Aim of the exercise = Look below and pull out each line with the word "transposed".

[Collected data]
━━━━━━━━━━━━━━━━━━━━━━━━━━━━━━

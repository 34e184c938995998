//! CVAT `<mask>` annotation interchange.
//!
//! CVAT stores an object mask as a patch cropped to its bounding box:
//! the `rle` attribute holds comma-separated run lengths taken in
//! row-major order over the patch, and `left`/`top`/`width`/`height`
//! give its placement inside the image. Row-major runs over the patch
//! equal column-major runs over the transposed patch, so both
//! directions reuse the core codec with one transpose.
//!
//! XML tree handling stays with the caller; this module owns the
//! attribute values, which is where the format lives.

use crate::error::Error;
use crate::rle::{decode, encode, to_bbox};
use crate::types::{Mask, Rle};

/// A mask cropped to its bounding box, as carried by a CVAT `<mask>`
/// annotation item.
#[derive(Debug, Clone, PartialEq, Eq)]
pub struct MaskPatch {
    pub left: u32,
    pub top: u32,
    pub width: u32,
    pub height: u32,
    /// Row-major run lengths over the patch, background first.
    pub counts: Vec<u32>,
}

impl MaskPatch {
    /// Crop `mask` to its foreground bounds and encode the patch.
    ///
    /// Fails with [`Error::EmptyMask`] when there is nothing to crop to.
    pub fn from_mask(mask: &Mask) -> Result<MaskPatch, Error> {
        let bbox = to_bbox(mask).ok_or(Error::EmptyMask)?;
        let patch = mask.crop(&bbox).transposed();
        let rle = encode(&patch);
        Ok(MaskPatch {
            left: bbox.x0,
            top: bbox.y0,
            width: bbox.width(),
            height: bbox.height(),
            counts: rle.counts,
        })
    }

    /// Decode the patch and paste it into an all-background H×W canvas.
    pub fn to_mask(&self, img_h: u32, img_w: u32) -> Result<Mask, Error> {
        if self.top as u64 + self.height as u64 > img_h as u64
            || self.left as u64 + self.width as u64 > img_w as u64
        {
            return Err(Error::PatchOutOfBounds {
                left: self.left,
                top: self.top,
                width: self.width,
                height: self.height,
                img_h,
                img_w,
            });
        }

        // The stored runs are row-major over the patch, i.e. column-major
        // over its transpose (width rows by height columns).
        let rle = Rle::from_counts(self.counts.clone(), self.width, self.height);
        let patch = decode(&rle)?.transposed();

        let mut canvas = Mask::new(img_h, img_w);
        canvas.paste(&patch, self.top, self.left);
        Ok(canvas)
    }

    /// The `rle` attribute value: counts joined by `", "`.
    pub fn counts_string(&self) -> String {
        self.counts
            .iter()
            .map(u32::to_string)
            .collect::<Vec<_>>()
            .join(", ")
    }

    /// Parse an `rle` attribute value back into counts.
    pub fn parse_counts(attr: &str) -> Result<Vec<u32>, Error> {
        attr.split(',')
            .map(str::trim)
            .map(|tok| {
                tok.parse::<u32>()
                    .map_err(|_| Error::BadRleAttribute(tok.to_string()))
            })
            .collect()
    }
}

#[cfg(test)]
mod tests {
    use super::*;

    fn sample_mask() -> Mask {
        Mask::from_rows(&[
            vec![false, true, false, false],
            vec![false, true, true, false],
            vec![false, false, true, false],
        ])
    }

    #[test]
    fn test_from_mask_placement() {
        let patch = MaskPatch::from_mask(&sample_mask()).unwrap();
        assert_eq!(patch.left, 1);
        assert_eq!(patch.top, 0);
        assert_eq!(patch.width, 2);
        assert_eq!(patch.height, 3);
    }

    #[test]
    fn test_from_mask_counts_are_row_major() {
        // Patch rows: [1,0], [1,1], [0,1] -> row-major 1,0,1,1,0,1
        let patch = MaskPatch::from_mask(&sample_mask()).unwrap();
        assert_eq!(patch.counts, vec![0, 1, 1, 2, 1, 1]);
    }

    #[test]
    fn test_patch_roundtrip() {
        let mask = sample_mask();
        let patch = MaskPatch::from_mask(&mask).unwrap();
        assert_eq!(patch.to_mask(3, 4).unwrap(), mask);
    }

    #[test]
    fn test_patch_roundtrip_full_canvas() {
        let mask = Mask::from_fn(4, 4, |_, _| true);
        let patch = MaskPatch::from_mask(&mask).unwrap();
        assert_eq!(patch.to_mask(4, 4).unwrap(), mask);
    }

    #[test]
    fn test_patch_roundtrip_into_larger_canvas() {
        let mask = sample_mask();
        let patch = MaskPatch::from_mask(&mask).unwrap();
        let canvas = patch.to_mask(10, 10).unwrap();
        for y in 0..3 {
            for x in 0..4 {
                assert_eq!(canvas.get(y, x), mask.get(y, x));
            }
        }
        assert_eq!(
            crate::rle::area(&encode(&canvas)),
            crate::rle::area(&encode(&mask))
        );
    }

    #[test]
    fn test_empty_mask_rejected() {
        assert!(matches!(
            MaskPatch::from_mask(&Mask::new(3, 3)),
            Err(Error::EmptyMask)
        ));
    }

    #[test]
    fn test_out_of_bounds_placement() {
        let patch = MaskPatch::from_mask(&sample_mask()).unwrap();
        assert!(matches!(
            patch.to_mask(2, 2),
            Err(Error::PatchOutOfBounds { .. })
        ));
    }

    #[test]
    fn test_counts_attribute_roundtrip() {
        let patch = MaskPatch::from_mask(&sample_mask()).unwrap();
        let attr = patch.counts_string();
        assert_eq!(attr, "0, 1, 1, 2, 1, 1");
        assert_eq!(MaskPatch::parse_counts(&attr).unwrap(), patch.counts);
    }

    #[test]
    fn test_parse_counts_without_spaces() {
        assert_eq!(MaskPatch::parse_counts("3,1,2").unwrap(), vec![3, 1, 2]);
    }

    #[test]
    fn test_parse_counts_rejects_garbage() {
        match MaskPatch::parse_counts("3, x, 2") {
            Err(Error::BadRleAttribute(tok)) => assert_eq!(tok, "x"),
            other => panic!("expected BadRleAttribute, got {other:?}"),
        }
    }
}
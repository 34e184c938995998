use serde::{Deserialize, Serialize};

/// Binary segmentation mask stored in column-major order.
///
/// The grid is flattened column by column (Fortran order): pixel
/// (row `y`, column `x`) is at index `y + h * x`. The layout is part of
/// the encoded format, not an implementation detail: run lengths are
/// taken over exactly this flattening.
#[derive(Debug, Clone, PartialEq, Eq)]
pub struct Mask {
    h: u32,
    w: u32,
    data: Vec<bool>,
}

impl Mask {
    /// All-background mask of the given shape.
    pub fn new(h: u32, w: u32) -> Self {
        Mask {
            h,
            w,
            data: vec![false; h as usize * w as usize],
        }
    }

    /// Wrap an existing column-major buffer. Length must be `h * w`.
    pub fn from_column_major(data: Vec<bool>, h: u32, w: u32) -> Self {
        assert_eq!(
            data.len(),
            h as usize * w as usize,
            "mask length must equal h*w"
        );
        Mask { h, w, data }
    }

    /// Build from row-major rows, the shape masks usually take in text
    /// or annotation form. All rows must have the same width.
    pub fn from_rows(rows: &[Vec<bool>]) -> Self {
        let h = rows.len() as u32;
        let w = rows.first().map_or(0, |r| r.len() as u32);
        let mut mask = Mask::new(h, w);
        for (y, row) in rows.iter().enumerate() {
            assert_eq!(row.len() as u32, w, "mask rows must have equal widths");
            for (x, &v) in row.iter().enumerate() {
                mask.set(y as u32, x as u32, v);
            }
        }
        mask
    }

    /// Build by evaluating `f(y, x)` over the grid.
    pub fn from_fn(h: u32, w: u32, mut f: impl FnMut(u32, u32) -> bool) -> Self {
        let mut mask = Mask::new(h, w);
        for x in 0..w {
            for y in 0..h {
                mask.set(y, x, f(y, x));
            }
        }
        mask
    }

    pub fn h(&self) -> u32 {
        self.h
    }

    pub fn w(&self) -> u32 {
        self.w
    }

    /// Total cell count (`h * w`).
    pub fn len(&self) -> usize {
        self.data.len()
    }

    pub fn is_empty(&self) -> bool {
        self.data.is_empty()
    }

    #[inline]
    fn index(&self, y: u32, x: u32) -> usize {
        debug_assert!(y < self.h && x < self.w, "pixel out of bounds");
        y as usize + self.h as usize * x as usize
    }

    #[inline]
    pub fn get(&self, y: u32, x: u32) -> bool {
        self.data[self.index(y, x)]
    }

    #[inline]
    pub fn set(&mut self, y: u32, x: u32, v: bool) {
        let i = self.index(y, x);
        self.data[i] = v;
    }

    /// Column-major pixel data.
    pub fn as_slice(&self) -> &[bool] {
        &self.data
    }

    /// True if any pixel is foreground.
    pub fn any(&self) -> bool {
        self.data.iter().any(|&v| v)
    }

    /// W×H mask with rows and columns swapped.
    pub fn transposed(&self) -> Mask {
        let mut out = Mask::new(self.w, self.h);
        for x in 0..self.w {
            for y in 0..self.h {
                out.set(x, y, self.get(y, x));
            }
        }
        out
    }

    /// Copy of the window covered by `bbox`.
    pub fn crop(&self, bbox: &BBox) -> Mask {
        let mut out = Mask::new(bbox.height(), bbox.width());
        for x in bbox.x0..bbox.x1 {
            for y in bbox.y0..bbox.y1 {
                out.set(y - bbox.y0, x - bbox.x0, self.get(y, x));
            }
        }
        out
    }

    /// Overwrite the window starting at (`top`, `left`) with `patch`.
    ///
    /// Panics if the patch does not fit; callers validate placement.
    pub fn paste(&mut self, patch: &Mask, top: u32, left: u32) {
        assert!(
            top as u64 + patch.h as u64 <= self.h as u64
                && left as u64 + patch.w as u64 <= self.w as u64,
            "patch must fit the canvas"
        );
        for x in 0..patch.w {
            for y in 0..patch.h {
                self.set(top + y, left + x, patch.get(y, x));
            }
        }
    }
}

/// Run-length encoding of a mask.
///
/// Counts alternate between background and foreground runs over the
/// column-major flattening, always starting with background: when the
/// first pixel is foreground the leading background run has length 0.
/// Counts from the encoder sum to `h * w` exactly.
///
/// Serialises as the two-field container form used on disk:
/// `{ "size": [h, w], "counts": [...] }`.
#[derive(Debug, Clone, PartialEq, Serialize, Deserialize)]
#[serde(from = "RleRepr", into = "RleRepr")]
pub struct Rle {
    pub h: u32,
    pub w: u32,
    /// Alternating run lengths, background first.
    pub counts: Vec<u32>,
}

impl Rle {
    /// Wrap an externally-produced count sequence for the given shape.
    ///
    /// The counts are not validated here; [`crate::rle::decode`] checks
    /// that they cover the shape exactly.
    pub fn from_counts(counts: Vec<u32>, h: u32, w: u32) -> Self {
        Rle { h, w, counts }
    }
}

#[derive(Serialize, Deserialize)]
struct RleRepr {
    size: [u32; 2],
    counts: Vec<u32>,
}

impl From<Rle> for RleRepr {
    fn from(rle: Rle) -> Self {
        RleRepr {
            size: [rle.h, rle.w],
            counts: rle.counts,
        }
    }
}

impl From<RleRepr> for Rle {
    fn from(repr: RleRepr) -> Self {
        Rle {
            h: repr.size[0],
            w: repr.size[1],
            counts: repr.counts,
        }
    }
}

/// Half-open foreground bounds: columns `[x0, x1)`, rows `[y0, y1)`.
#[derive(Debug, Clone, Copy, PartialEq, Eq)]
pub struct BBox {
    pub x0: u32,
    pub y0: u32,
    pub x1: u32,
    pub y1: u32,
}

impl BBox {
    pub fn width(&self) -> u32 {
        self.x1 - self.x0
    }

    pub fn height(&self) -> u32 {
        self.y1 - self.y0
    }
}
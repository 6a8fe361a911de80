//! Init command implementation
//!
//! This module implements the `init` command for generating a sample
//! configuration file.

use clap::Args;
use std::fs;
use std::path::Path;

/// Arguments for the init command
#[derive(Args, Debug)]
pub struct InitArgs {
    /// Path where to create the configuration file
    #[arg(short, long, default_value = "kanon.toml")]
    pub output: String,

    /// Include every setting with explanatory comments
    #[arg(long)]
    pub with_examples: bool,

    /// Overwrite existing file
    #[arg(long)]
    pub force: bool,
}

impl InitArgs {
    /// Execute the init command
    pub async fn execute(&self) -> anyhow::Result<i32> {
        tracing::info!(output = %self.output, "Initializing configuration file");

        println!("📝 Initializing kanon configuration");
        println!();

        if Path::new(&self.output).exists() && !self.force {
            println!("❌ Configuration file already exists: {}", self.output);
            println!("   Use --force to overwrite");
            return Ok(2); // Configuration error exit code
        }

        let config_content = if self.with_examples {
            Self::generate_config_with_examples()
        } else {
            Self::generate_minimal_config()
        };

        match fs::write(&self.output, config_content) {
            Ok(_) => {
                println!("✅ Configuration file created: {}", self.output);
                println!();
                println!("Next steps:");
                println!("  1. Edit {} and set min_count (k) for your corpus", self.output);
                println!("  2. Validate configuration: kanon validate-config");
                println!(
                    "  3. Run: kanon deidentify --input profile.json --candidates public.txt --output anon.json"
                );
                println!();
                Ok(0)
            }
            Err(e) => {
                println!("❌ Failed to write configuration file");
                println!("   Error: {e}");
                Ok(5) // Fatal error exit code
            }
        }
    }

    /// Generate minimal configuration
    fn generate_minimal_config() -> String {
        r#"# kanon configuration

[application]
log_level = "info"

[deidentification]
strategy = "k_anon"
min_count = 30.0

[audit]
enabled = true
log_path = "./audit/deident.log"
"#
        .to_string()
    }

    /// Generate configuration with every setting documented
    fn generate_config_with_examples() -> String {
        r#"# kanon configuration
# Values may reference environment variables with ${VAR_NAME}.
# Any setting can be overridden with KANON_<SECTION>_<KEY>.

[application]
# trace | debug | info | warn | error
log_level = "info"
# Run the engine without writing the output profile
dry_run = false

[deidentification]
# k_anon: nearest public candidate, then a uniform sample of the pool
# digit_remap: re-roll the digits of rare values
strategy = "k_anon"
# Values observed fewer times than this are replaced (k)
min_count = 30.0
# Candidates kept per rare value while blocking
reservoir_capacity = 1000
# Worker threads (0 = one per core)
threads = 0
# Candidates per streamed task
chunk_size = 4096
# Characters in the blocking prefix
blocking_prefix_len = 2
# Values shorter than this are public and never replaced
min_value_len = 2

[audit]
enabled = true
log_path = "./audit/deident.log"
# JSON lines (true) or plain text (false)
json_format = true

[logging]
local_enabled = false
local_path = "./logs"
# daily | hourly | never
local_rotation = "daily"
"#
        .to_string()
    }
}
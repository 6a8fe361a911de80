//! CLI command implementations
//!
//! This module contains all CLI command implementations.

pub mod deidentify;
pub mod init;
pub mod validate;
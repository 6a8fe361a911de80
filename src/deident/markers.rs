//! Progress markers for the k-anonymity passes
//!
//! Each marker is called once per unit of work: `deident` per vocabulary value
//! examined while collecting victims, `blocking` per candidate streamed through
//! the blocking index, `first_pass` per victim scanned for a nearest match.

use std::sync::atomic::{AtomicU64, Ordering};
use std::sync::Arc;

/// Injected unit-of-work callback
pub type Marker = Arc<dyn Fn() + Send + Sync>;

fn noop() -> Marker {
    Arc::new(|| {})
}

/// Marker callbacks, no-ops by default
#[derive(Clone)]
pub struct PhaseMarkers {
    pub deident: Marker,
    pub blocking: Marker,
    pub first_pass: Marker,
}

impl Default for PhaseMarkers {
    fn default() -> Self {
        Self {
            deident: noop(),
            blocking: noop(),
            first_pass: noop(),
        }
    }
}

impl std::fmt::Debug for PhaseMarkers {
    fn fmt(&self, f: &mut std::fmt::Formatter<'_>) -> std::fmt::Result {
        f.debug_struct("PhaseMarkers").finish_non_exhaustive()
    }
}

impl PhaseMarkers {
    /// Markers that tally into `counts`
    pub fn counting(counts: Arc<MarkerCounts>) -> Self {
        let deident = Arc::clone(&counts);
        let blocking = Arc::clone(&counts);
        let first_pass = counts;
        Self {
            deident: Arc::new(move || {
                deident.deident.fetch_add(1, Ordering::Relaxed);
            }),
            blocking: Arc::new(move || {
                blocking.blocking.fetch_add(1, Ordering::Relaxed);
            }),
            first_pass: Arc::new(move || {
                first_pass.first_pass.fetch_add(1, Ordering::Relaxed);
            }),
        }
    }
}

/// Counters fed by [`PhaseMarkers::counting`]
#[derive(Debug, Default)]
pub struct MarkerCounts {
    pub deident: AtomicU64,
    pub blocking: AtomicU64,
    pub first_pass: AtomicU64,
}

impl MarkerCounts {
    /// `(deident, blocking, first_pass)` totals
    pub fn totals(&self) -> (u64, u64, u64) {
        (
            self.deident.load(Ordering::Relaxed),
            self.blocking.load(Ordering::Relaxed),
            self.first_pass.load(Ordering::Relaxed),
        )
    }
}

━━━━━━━━━━━━━━━━━━━━━━━━━━━━━━

Task output =
//! equal column-major runs over the transposed patch, so both
        let patch = mask.crop(&bbox).transposed();
        let patch = decode(&rle)?.transposed();
    pub fn transposed(&self) -> Mask {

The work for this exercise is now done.